While working for the Russian mob, a dangerously efficient crew that happens to include crooked cops are asked to pull off a heist that may be the deadliest job they’ve ever taken on. It appears to be an impossible task at first, but a clever idea leads them to think about manufacturing the 999 police code for “officer down” that would create a valuable opportunity for success. With a plan in place, now all they need to do is find a cop to take the fall and hope that the growing suspicions of the officers surrounding them won’t interfere with their objectives.
Having stories that make sense and fit the main plot is an important aspect of film. Depending on the circumstances, this can make a movie or break it if the flaws are too glaring to ignore. If it isn’t done properly, these mishaps can disrupt what we’re watching and sometimes make it hard to stay in the film for its entertainment purposes.
The good news is that everything in Triple 9 has a place in the story that’s being told. While that’s refreshing, these pieces don’t always mesh when trying to turn this all into one solid unit. I’m obviously not going to go into details too much, but introducing certain dynamics in terms of relationships and things of that nature at the wrong time hurts the film in some ways.
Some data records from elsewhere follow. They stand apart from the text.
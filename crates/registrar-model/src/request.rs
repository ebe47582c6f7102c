//! Request-like entities awaiting admin processing
//!
//! Covers both domain requests (register, renew, transfers, ...) and
//! support tickets, which share one lifecycle: submitted by a client,
//! mutated only through an admin status update.

use crate::error::ModelError;
use serde::{Deserialize, Serialize};
use serde_json::{Map, Value};
use std::fmt;
use std::str::FromStr;

/// Fixed enumeration of request types
#[derive(Debug, Clone, Copy, PartialEq, Eq, PartialOrd, Ord, Hash, Serialize, Deserialize)]
#[serde(rename_all = "snake_case")]
pub enum RequestType {
    /// New domain registration
    Register,
    /// Domain renewal
    Renew,
    /// Toggle auto-renew on a domain
    AutoRenewChange,
    /// Toggle registrar lock on a domain
    LockChange,
    /// Inbound registrar transfer
    TransferIn,
    /// Outbound registrar transfer
    TransferOut,
    /// Move a domain between two clients of the platform
    InternalTransferRequest,
    /// DNS record change
    DnsChange,
    /// Registrant contact update
    ContactUpdate,
    /// Proof of payment for an invoice
    PaymentProof,
    /// Support ticket
    #[serde(alias = "support-ticket")]
    SupportTicket,
}

impl RequestType {
    /// Every request type, in admin tab order
    pub const ALL: [RequestType; 11] = [
        RequestType::Register,
        RequestType::Renew,
        RequestType::AutoRenewChange,
        RequestType::LockChange,
        RequestType::TransferIn,
        RequestType::TransferOut,
        RequestType::InternalTransferRequest,
        RequestType::DnsChange,
        RequestType::ContactUpdate,
        RequestType::PaymentProof,
        RequestType::SupportTicket,
    ];

    /// Wire name used in payloads and pending-list URLs
    #[must_use]
    pub const fn as_str(self) -> &'static str {
        match self {
            Self::Register => "register",
            Self::Renew => "renew",
            Self::AutoRenewChange => "auto_renew_change",
            Self::LockChange => "lock_change",
            Self::TransferIn => "transfer_in",
            Self::TransferOut => "transfer_out",
            Self::InternalTransferRequest => "internal_transfer_request",
            Self::DnsChange => "dns_change",
            Self::ContactUpdate => "contact_update",
            Self::PaymentProof => "payment_proof",
            Self::SupportTicket => "support_ticket",
        }
    }

    /// Path segment of the status-update endpoint
    #[must_use]
    pub const fn path_segment(self) -> &'static str {
        match self {
            Self::Register => "registrations",
            Self::Renew => "renewals",
            Self::AutoRenewChange => "auto-renew-changes",
            Self::LockChange => "lock-changes",
            Self::TransferIn => "transfers-in",
            Self::TransferOut => "transfers-out",
            Self::InternalTransferRequest => "internal-transfers",
            Self::DnsChange => "dns-changes",
            Self::ContactUpdate => "contact-updates",
            Self::PaymentProof => "payment-proofs",
            Self::SupportTicket => "support-tickets",
        }
    }

    /// Hyphenated slug used in card ids
    #[must_use]
    pub const fn slug(self) -> &'static str {
        match self {
            Self::Register => "register",
            Self::Renew => "renew",
            Self::AutoRenewChange => "auto-renew-change",
            Self::LockChange => "lock-change",
            Self::TransferIn => "transfer-in",
            Self::TransferOut => "transfer-out",
            Self::InternalTransferRequest => "internal-transfer-request",
            Self::DnsChange => "dns-change",
            Self::ContactUpdate => "contact-update",
            Self::PaymentProof => "payment-proof",
            Self::SupportTicket => "support-ticket",
        }
    }

    /// Category wording used in list placeholders ("No pending ... requests.")
    #[must_use]
    pub const fn category_label(self) -> &'static str {
        match self {
            Self::Register => "registrations",
            Self::Renew => "renewals",
            Self::AutoRenewChange => "auto renew",
            Self::LockChange => "lock change",
            Self::TransferIn => "transfers in",
            Self::TransferOut => "transfers out",
            Self::InternalTransferRequest => "internal transfers",
            Self::DnsChange => "dns changes",
            Self::ContactUpdate => "contact updates",
            Self::PaymentProof => "payment proofs",
            Self::SupportTicket => "support tickets",
        }
    }

    /// Human readable name ("Auto Renew Change")
    #[must_use]
    pub fn display_name(self) -> String {
        self.as_str()
            .split('_')
            .map(|word| {
                let mut chars = word.chars();
                match chars.next() {
                    Some(first) => first.to_uppercase().chain(chars).collect::<String>(),
                    None => String::new(),
                }
            })
            .collect::<Vec<_>>()
            .join(" ")
    }

    /// Whether this type is a domain request (as opposed to a ticket)
    #[inline]
    #[must_use]
    pub fn is_domain_request(self) -> bool {
        self != Self::SupportTicket
    }
}

impl fmt::Display for RequestType {
    fn fmt(&self, f: &mut fmt::Formatter<'_>) -> fmt::Result {
        f.write_str(self.as_str())
    }
}

impl FromStr for RequestType {
    type Err = ModelError;

    /// Accepts the wire name, the hyphenated slug or the update path segment.
    fn from_str(s: &str) -> Result<Self, Self::Err> {
        let needle = s.trim();
        Self::ALL
            .into_iter()
            .find(|t| t.as_str() == needle || t.slug() == needle || t.path_segment() == needle)
            .ok_or_else(|| ModelError::UnknownRequestType(s.to_string()))
    }
}

/// Every status string the platform uses, across all request types
#[derive(Debug, Clone, Copy, PartialEq, Eq, PartialOrd, Ord, Hash, Serialize, Deserialize)]
pub enum RequestStatus {
    /// Waiting for an admin decision
    #[serde(rename = "Pending Admin Approval")]
    PendingAdminApproval,
    /// Legacy spelling of the pending state
    #[serde(rename = "Pending")]
    Pending,
    /// Transfer-out waiting on the client
    #[serde(rename = "Awaiting Client Action")]
    AwaitingClientAction,
    /// Admin is working on it
    #[serde(rename = "Processing")]
    Processing,
    /// Transfer-in waiting for client info
    #[serde(rename = "Info Requested")]
    InfoRequested,
    /// DNS change waiting for client info
    #[serde(rename = "Needs Info")]
    NeedsInfo,
    /// Contact update waiting for client clarification
    #[serde(rename = "Needs Clarification")]
    NeedsClarification,
    /// Transfer-out auth code handed to the client
    #[serde(rename = "EPP Code Sent")]
    EppCodeSent,
    /// Admin approved
    #[serde(rename = "Approved")]
    Approved,
    /// Done
    #[serde(rename = "Completed")]
    Completed,
    /// Admin rejected
    #[serde(rename = "Rejected")]
    Rejected,
    /// Processing failed
    #[serde(rename = "Failed")]
    Failed,
    /// Client withdrew
    #[serde(rename = "Cancelled by Client")]
    CancelledByClient,
    /// Ticket open
    #[serde(rename = "Open")]
    Open,
    /// Ticket being handled
    #[serde(rename = "In Progress")]
    InProgress,
    /// Ticket resolved
    #[serde(rename = "Resolved")]
    Resolved,
    /// Ticket closed
    #[serde(rename = "Closed")]
    Closed,
}

impl RequestStatus {
    /// Every status
    pub const ALL: [RequestStatus; 17] = [
        RequestStatus::PendingAdminApproval,
        RequestStatus::Pending,
        RequestStatus::AwaitingClientAction,
        RequestStatus::Processing,
        RequestStatus::InfoRequested,
        RequestStatus::NeedsInfo,
        RequestStatus::NeedsClarification,
        RequestStatus::EppCodeSent,
        RequestStatus::Approved,
        RequestStatus::Completed,
        RequestStatus::Rejected,
        RequestStatus::Failed,
        RequestStatus::CancelledByClient,
        RequestStatus::Open,
        RequestStatus::InProgress,
        RequestStatus::Resolved,
        RequestStatus::Closed,
    ];

    /// Display / wire string
    #[must_use]
    pub const fn as_str(self) -> &'static str {
        match self {
            Self::PendingAdminApproval => "Pending Admin Approval",
            Self::Pending => "Pending",
            Self::AwaitingClientAction => "Awaiting Client Action",
            Self::Processing => "Processing",
            Self::InfoRequested => "Info Requested",
            Self::NeedsInfo => "Needs Info",
            Self::NeedsClarification => "Needs Clarification",
            Self::EppCodeSent => "EPP Code Sent",
            Self::Approved => "Approved",
            Self::Completed => "Completed",
            Self::Rejected => "Rejected",
            Self::Failed => "Failed",
            Self::CancelledByClient => "Cancelled by Client",
            Self::Open => "Open",
            Self::InProgress => "In Progress",
            Self::Resolved => "Resolved",
            Self::Closed => "Closed",
        }
    }

    /// Terminal statuses drop the item from pending views.
    ///
    /// `Approved` is final for the two-step request types; the backend
    /// promotes it to `Completed` when it applies the change.
    #[inline]
    #[must_use]
    pub const fn is_terminal(self) -> bool {
        matches!(
            self,
            Self::Approved
                | Self::Completed
                | Self::Rejected
                | Self::Failed
                | Self::CancelledByClient
                | Self::Closed
                | Self::Resolved
        )
    }

    /// Statuses that mean the requested change was applied
    #[inline]
    #[must_use]
    pub const fn is_completion(self) -> bool {
        matches!(self, Self::Approved | Self::Completed)
    }

    /// CSS-style badge class, e.g. `status-pending-admin-approval`
    #[must_use]
    pub fn badge_class(self) -> String {
        format!("status-{}", self.as_str().to_lowercase().replace(' ', "-"))
    }
}

impl fmt::Display for RequestStatus {
    fn fmt(&self, f: &mut fmt::Formatter<'_>) -> fmt::Result {
        f.write_str(self.as_str())
    }
}

impl FromStr for RequestStatus {
    type Err = ModelError;

    fn from_str(s: &str) -> Result<Self, Self::Err> {
        let needle = s.trim();
        Self::ALL
            .into_iter()
            .find(|status| status.as_str().eq_ignore_ascii_case(needle))
            .ok_or_else(|| ModelError::UnknownStatus(s.to_string()))
    }
}

/// Registry key: ids are only unique within a type
#[derive(Debug, Clone, Copy, PartialEq, Eq, Hash, PartialOrd, Ord)]
pub struct RequestKey {
    /// Request type
    pub request_type: RequestType,
    /// Id within the type
    pub id: u64,
}

impl RequestKey {
    /// Create key
    #[inline]
    #[must_use]
    pub const fn new(request_type: RequestType, id: u64) -> Self {
        Self { request_type, id }
    }
}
Whether it’s including certain scenes earlier in the film or trying to develop certain relationships more, this movie could have benefited from a few adjustments.
These alterations would have almost certainly allowed us as viewers to see and feel the connections between the characters more. Having that happen would have presented chances for more emotional responses from us as we watch things unfold, come together and/or potentially fall apart. Instead of that, we understand them when they happen, but the type of reaction may not be all that it could have been. In my opinion, this is what prevents it from being a great cop movie.
One positive is the tone that is set here from the start. There’s a gritty, dark and hard spirit that you would expect from a movie like this. Getting this right is something that allows it to be more than a movie that’s simply setting out to be tough. There’s not much of an attempt at being flashy or stylish either. This makes the tone seem even more organic.
Some of this credit has to also go to the actors as well since they assist in bringing that rough, callous attitude to the film. What also helps here is the amount of joy that many of the characters here lack. Aside from one of the side characters, everyone else included is simply about their business throughout the entire duration of this feature.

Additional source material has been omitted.